Trovare casa in affitto a Roma è già di per sé una vera e propria odissea: annunci con camere più piccole di un armadio e canoni degni di un trilocale a Berlino complicano la vita a studenti e lavoratori che cercano una sistemazione nella Capitale. Ma evidentemente non bastava tutto ciò, e così c'è chi ha pensato bene di applicare il lasciapassare ideologico. Un recente post comparso su Facebook ha superato ogni livello di parodia: "La casa non ammette ragazzi etero perché ci sono delle ragazze e quindi la scelta ricadrà su una ragazza o un ragazzo gay". Benvenuti nell'era della discriminazione inclusiva.
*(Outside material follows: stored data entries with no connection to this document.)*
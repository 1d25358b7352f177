//! Bug extraction strategy
//!
//! Pulls reproduction steps, expected/actual behavior, literal error
//! messages, and component tags out of whatever text the reporter left us.

use super::format::{parse_block, ParsedBlock};
use super::{component_tags, tier_for, Tier, Urgency, ValidationFinding};
use crate::record::EnrichedRecord;
use regex::Regex;
use serde::Serialize;
use std::sync::OnceLock;

#[derive(Debug, Clone, Copy, PartialEq, Eq, Serialize)]
pub enum BugSeverity {
    Critical,
    High,
    Medium,
    Low,
}

impl BugSeverity {
    pub fn label(&self) -> &'static str {
        match self {
            BugSeverity::Critical => "critical",
            BugSeverity::High => "high",
            BugSeverity::Medium => "medium",
            BugSeverity::Low => "low",
        }
    }
}

/// Parse the tracker's severity field. Values look like "1 - Critical" or
/// plain "High". Anything unrecognized falls back to Medium.
pub fn parse_severity(raw: &str) -> BugSeverity {
    let lowered = raw.to_lowercase();
    if lowered.contains("critical") || lowered.starts_with('1') {
        BugSeverity::Critical
    } else if lowered.contains("high") || lowered.starts_with('2') {
        BugSeverity::High
    } else if lowered.contains("low") || lowered.starts_with('4') {
        BugSeverity::Low
    } else {
        BugSeverity::Medium
    }
}

#[derive(Debug, Clone, Copy, PartialEq, Eq, Serialize)]
pub enum BugCategory {
    Functional,
    Ui,
    Data,
    Integration,
}

impl BugCategory {
    pub fn label(&self) -> &'static str {
        match self {
            BugCategory::Functional => "functional",
            BugCategory::Ui => "ui",
            BugCategory::Data => "data",
            BugCategory::Integration => "integration",
        }
    }
}

/// Structured fields derived from a bug report
#[derive(Debug, Clone, PartialEq, Serialize)]
pub struct BugFields {
    pub id: u64,
    pub title: String,
    pub repro_steps: Option<ParsedBlock>,
    /// What the reporter says should happen
    pub expected: Option<String>,
    /// What actually happens
    pub actual: Option<String>,
    /// Literal "Error:"/"Exception:" messages found in the description
    pub error_messages: Vec<String>,
    pub components: Vec<String>,
    pub severity: BugSeverity,
    pub category: BugCategory,
    pub tier: Tier,
    pub urgency: Urgency,
}

fn error_re() -> &'static Regex {
    static RE: OnceLock<Regex> = OnceLock::new();
    RE.get_or_init(|| Regex::new(r"(?im)^.*?\b(?:error|exception):\s*(.+)$").unwrap())
}

fn expected_re() -> &'static Regex {
    static RE: OnceLock<Regex> = OnceLock::new();
    RE.get_or_init(|| {
        Regex::new(r"(?im)^(?:expected:?\s*(.+)|.*?\bshould\s+(.+))$").unwrap()
    })
}

fn actual_re() -> &'static Regex {
    static RE: OnceLock<Regex> = OnceLock::new();
    RE.get_or_init(|| {
        Regex::new(r"(?im)^(?:actual:?\s*(.+)|.*?\b(?:currently|instead)\b\s*,?\s*(.+))$").unwrap()
    })
}

fn first_capture(re: &Regex, text: &str) -> Option<String> {
    re.captures(text).and_then(|caps| {
        caps.iter()
            .skip(1)
            .flatten()
            .next()
            .map(|m| m.as_str().trim().trim_end_matches('.').to_string())
            .filter(|s| !s.is_empty())
    })
}

/// Infer a coarse bug category from the component tags, defaulting to
/// functional when nothing narrower matches.
fn categorize(components: &[String]) -> BugCategory {
    let has = |name: &str| components.iter().any(|c| c == name);
    if has("ui") || has("frontend") {
        BugCategory::Ui
    } else if has("database") || has("cache") {
        BugCategory::Data
    } else if has("api") || has("service") || has("network") {
        BugCategory::Integration
    } else {
        BugCategory::Functional
    }
}

pub(super) fn extract(record: &EnrichedRecord, findings: &mut Vec<ValidationFinding>) -> BugFields {
    let repro_steps = record
        .repro_steps
        .as_deref()
        .map(parse_block)
        .filter(|block| !block.is_empty());
    if repro_steps.is_none() {
        findings.push(ValidationFinding::warning(
            "repro_steps",
            "No reproduction steps supplied; the fix cannot be verified against them",
        ));
    }

    let description = record.description.as_deref().unwrap_or_default();

    let error_messages: Vec<String> = error_re()
        .captures_iter(description)
        .map(|caps| caps[1].trim().to_string())
        .filter(|m| !m.is_empty())
        .collect();

    let expected = first_capture(expected_re(), description);
    let actual = first_capture(actual_re(), description);
    if expected.is_none() && actual.is_none() {
        findings.push(ValidationFinding::info(
            "behavior",
            "No expected/actual behavior phrasing found in description",
        ));
    }

    let severity = record
        .severity_field()
        .map(parse_severity)
        .unwrap_or(BugSeverity::Medium);

    let searchable = format!("{} {}", record.title, description);
    let components = component_tags(&searchable);
    let category = categorize(&components);

    let (tier, urgency) = tier_for(record.priority, Some(severity));

    BugFields {
        id: record.id,
        title: record.title.clone(),
        repro_steps,
        expected,
        actual,
        error_messages,
        components,
        severity,
        category,
        tier,
        urgency,
    }
}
Se fino a questo momento negli annunci venivano esclusi animali, fumatori e studenti Erasmus che lasciano la cucina come il set di un film post-apocalittico, ora spunta un altro filtro: niente etero. La motivazione? "Io donna mi voglio sentir libera di stare mezza nuda a casa mia, quindi la presenza di un ragazzo etero purtroppo non farebbe stare a proprio agio le ragazze". Insomma, la casa è composta da persone che fanno parte della comunità Lgbt, "quindi si preferisce una persona simile".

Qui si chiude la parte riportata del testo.